Mountain range in Great Southern region of Western Australia

The Stirling Range, also known as ', is a range of mountains and hills in the Great Southern region of Western Australia, 337 km south-east of Perth. It is over 60 km wide from west to east, stretching from the highway between Mount Barker and Cranbrook eastward past Gnowangerup. The Stirling Range is protected by the Stirling Range National Park, which was gazetted in 1913, and has an area of 1159 km2.

== Environment ==
=== Geology ===
The mountains are formed of metamorphic rock derived from quartz sandstones and shales deposited during the Paleoproterozoic Era, between 2,016 and 1,215 million years ago (based on U-Th-Pb isotope geochronology of monazite crystals). The sediments were subsequently metamorphosed 1,215 million years ago, and later folded during reactivation of basement structures recording lateral displacements between Antarctica and Australia. Despite the relative youth of the mountains, the soils remain very poor, creating the species-rich heathland flora.

===Climate===
As the only vertical obstacle to weather in any direction, the range tends to alter weather patterns around itself. Its upper slopes receive significantly more rainfall than surrounding areas.
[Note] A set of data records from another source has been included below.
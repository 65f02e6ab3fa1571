//! Unix domain socket server for IPC
//!
//! Provides request-response communication and push notifications for
//! commit events to subscribed clients.

use std::path::{Path, PathBuf};
use std::time::Instant;

use anyhow::{Context, Result};
use tokio::io::{AsyncRead, AsyncReadExt, AsyncWrite, AsyncWriteExt};
use tokio::net::{UnixListener, UnixStream};
use tokio::sync::{broadcast, mpsc, watch};
use tracing::{debug, error, info, warn};

use crate::events::CommitEvent;
use crate::feed::RawFrame;
use crate::state::{Input, MachineStatus};

use super::protocol::{DaemonStatus, Notification, Request, Response};

/// Largest accepted message body
const MAX_MESSAGE_LEN: usize = 1024 * 1024;

/// Handles shared by every client connection
#[derive(Clone)]
pub struct ServerContext {
    start_time: Instant,
    /// Latest state machine snapshot
    status_rx: watch::Receiver<MachineStatus>,
    /// Frames and resets forwarded to the state machine
    input_tx: mpsc::Sender<Input>,
    /// Source of commit events for subscribers
    event_tx: broadcast::Sender<CommitEvent>,
}

impl ServerContext {
    pub fn new(
        status_rx: watch::Receiver<MachineStatus>,
        input_tx: mpsc::Sender<Input>,
        event_tx: broadcast::Sender<CommitEvent>,
    ) -> Self {
        Self {
            start_time: Instant::now(),
            status_rx,
            input_tx,
            event_tx,
        }
    }
}

/// IPC Server handling client connections
pub struct Server {
    socket_path: PathBuf,
    listener: Option<UnixListener>,
    context: ServerContext,
    shutdown_tx: broadcast::Sender<()>,
}

impl Server {
    /// Create a new IPC server
    pub fn new(socket_path: &Path, context: ServerContext) -> Result<Self> {
        // Ensure parent directory exists
        if let Some(parent) = socket_path.parent() {
            std::fs::create_dir_all(parent).context("failed to create socket directory")?;
        }

        // Remove stale socket if it exists
        if socket_path.exists() {
            std::fs::remove_file(socket_path).context("failed to remove stale socket")?;
        }

        let listener = UnixListener::bind(socket_path).context("failed to bind Unix socket")?;

        // Set socket permissions to owner-only (0600)
        #[cfg(unix)]
        {
            use std::os::unix::fs::PermissionsExt;
            std::fs::set_permissions(socket_path, std::fs::Permissions::from_mode(0o600))?;
        }

        let (shutdown_tx, _) = broadcast::channel(1);

        info!(?socket_path, "IPC server listening");

        Ok(Self {
            socket_path: socket_path.to_owned(),
            listener: Some(listener),
            context,
            shutdown_tx,
        })
    }

    /// Run the server, accepting connections
    pub async fn run(&self) -> Result<()> {
        let listener = self.listener.as_ref().context("server not initialized")?;

        loop {
            match listener.accept().await {
                Ok((stream, _addr)) => {
                    debug!("client connected");
                    let context = self.context.clone();
                    let mut shutdown_rx = self.shutdown_tx.subscribe();

                    tokio::spawn(async move {
                        tokio::select! {
                            result = Self::handle_client(stream, context) => {
                                if let Err(e) = result {
                                    warn!(?e, "client handler error");
                                }
                            }
                            _ = shutdown_rx.recv() => {
                                debug!("client handler shutting down");
                            }
                        }
                    });
                }
                Err(e) => {
                    error!(?e, "accept error");
                }
            }
        }
    }

    /// Handle a single client connection
    ///
    /// Responses and notifications share one writer task so a subscribed
    /// client can keep sending requests.
    async fn handle_client(stream: UnixStream, context: ServerContext) -> Result<()> {
        let (mut reader, mut writer) = stream.into_split();
        let (out_tx, mut out_rx) = mpsc::channel::<Vec<u8>>(64);

        let writer_task = tokio::spawn(async move {
            while let Some(bytes) = out_rx.recv().await {
                if let Err(e) = write_frame(&mut writer, &bytes).await {
                    debug!(?e, "client write failed");
                    break;
                }
            }
        });

        let mut forwarder: Option<tokio::task::JoinHandle<()>> = None;

        let result = async {
            while let Some(body) = read_frame(&mut reader).await? {
                let request: Request =
                    serde_json::from_slice(&body).context("failed to parse request")?;

                debug!(?request, "received request");

                let (response, subscribe) = Self::process_request(request, &context).await;
                if subscribe && forwarder.is_none() {
                    debug!("client subscribed to notifications");
                    forwarder = Some(tokio::spawn(forward_events(
                        context.event_tx.subscribe(),
                        out_tx.clone(),
                    )));
                }

                if out_tx.send(serde_json::to_vec(&response)?).await.is_err() {
                    break;
                }
            }
            Ok::<(), anyhow::Error>(())
        }
        .await;

        if let Some(forwarder) = forwarder {
            forwarder.abort();
        }
        drop(out_tx);
        let _ = writer_task.await;

        result
    }

    /// Process a request and return a response
    /// Returns (Response, should_subscribe)
    async fn process_request(request: Request, context: &ServerContext) -> (Response, bool) {
        match request {
            Request::Ping => (Response::Pong, false),

            Request::GetStatus => {
                let status = DaemonStatus {
                    uptime_secs: context.start_time.elapsed().as_secs(),
                    machine: context.status_rx.borrow().clone(),
                    ..DaemonStatus::default()
                };
                (Response::Status(status), false)
            }

            Request::Classify { label, confidence } => {
                let frame = RawFrame {
                    label: Some(label),
                    confidence,
                }
                .into_frame();
                let recognized = frame.is_some();
                (Self::forward(context, Input::Frame(frame), recognized).await, false)
            }

            Request::HandLost => (Self::forward(context, Input::Frame(None), true).await, false),

            Request::Reset => {
                info!("reset requested via IPC");
                (Self::forward(context, Input::Reset, true).await, false)
            }

            Request::Subscribe => (Response::Subscribed, true),
        }
    }

    async fn forward(context: &ServerContext, input: Input, recognized: bool) -> Response {
        match context.input_tx.send(input).await {
            Ok(()) => Response::Accepted { recognized },
            Err(_) => Response::Error {
                code: "unavailable".to_string(),
                message: "commit state machine is not running".to_string(),
            },
        }
    }

    /// Gracefully shutdown the server
    pub async fn shutdown(&self) {
        let _ = self.shutdown_tx.send(());

        // Remove socket file
        if self.socket_path.exists() {
            if let Err(e) = std::fs::remove_file(&self.socket_path) {
                warn!(?e, "failed to remove socket file");
            }
        }

        info!("IPC server shutdown complete");
    }
}

/// Push commit events to a subscribed client until it disconnects
async fn forward_events(
    mut event_rx: broadcast::Receiver<CommitEvent>,
    out_tx: mpsc::Sender<Vec<u8>>,
) {
    loop {
        let notification = match event_rx.recv().await {
            Ok(event) => Notification::CommitEvent { event },
            Err(broadcast::error::RecvError::Lagged(skipped)) => {
                warn!(skipped, "subscriber lagged");
                Notification::Lagged { skipped }
            }
            Err(broadcast::error::RecvError::Closed) => break,
        };

        let bytes = match serde_json::to_vec(&notification) {
            Ok(bytes) => bytes,
            Err(e) => {
                error!(?e, "failed to encode notification");
                continue;
            }
        };
        if out_tx.send(bytes).await.is_err() {
            break;
        }
    }
}

/// Read one length-prefixed message; `None` on clean disconnect
async fn read_frame<R: AsyncRead + Unpin>(reader: &mut R) -> Result<Option<Vec<u8>>> {
    let mut len_buf = [0u8; 4];
    match reader.read_exact(&mut len_buf).await {
        Ok(_) => {}
        Err(e) if e.kind() == std::io::ErrorKind::UnexpectedEof => {
            debug!("client disconnected");
            return Ok(None);
        }
        Err(e) => return Err(e.into()),
    }

    let len = u32::from_le_bytes(len_buf) as usize;
    if len > MAX_MESSAGE_LEN {
        warn!(len, "message too large, disconnecting");
        return Ok(None);
    }

    let mut body = vec![0u8; len];
    reader.read_exact(&mut body).await?;
    Ok(Some(body))
}

/// Write one length-prefixed message
async fn write_frame<W: AsyncWrite + Unpin>(writer: &mut W, body: &[u8]) -> Result<()> {
    let len = (body.len() as u32).to_le_bytes();
    writer.write_all(&len).await?;
    writer.write_all(body).await?;
    Ok(())
}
The branch of the Kalgan River that forms the southwestern border of the park is fed in large part from precipitation falling in the western half of the range.

The annual rainfall on the plains around the park is quite low compared with the rainy Porongurups to the south, averaging only 575 millimetres (23 inches) on the southern side and as little as 400 millimetres (16 inches) in Borden on the northern side. Although no rain gauges have been placed on the high peaks, the highest rainfall is estimated to be about 1000 mm (39 in)
near Coyanarup Peak and Bluff Knoll. This is supported by distinctly moist-climate pockets of vegetation in some high valleys. Most rain falls between May and August, with summer being very frequently completely dry around Borden for over a month and having typically very light showers in the south and on the peaks.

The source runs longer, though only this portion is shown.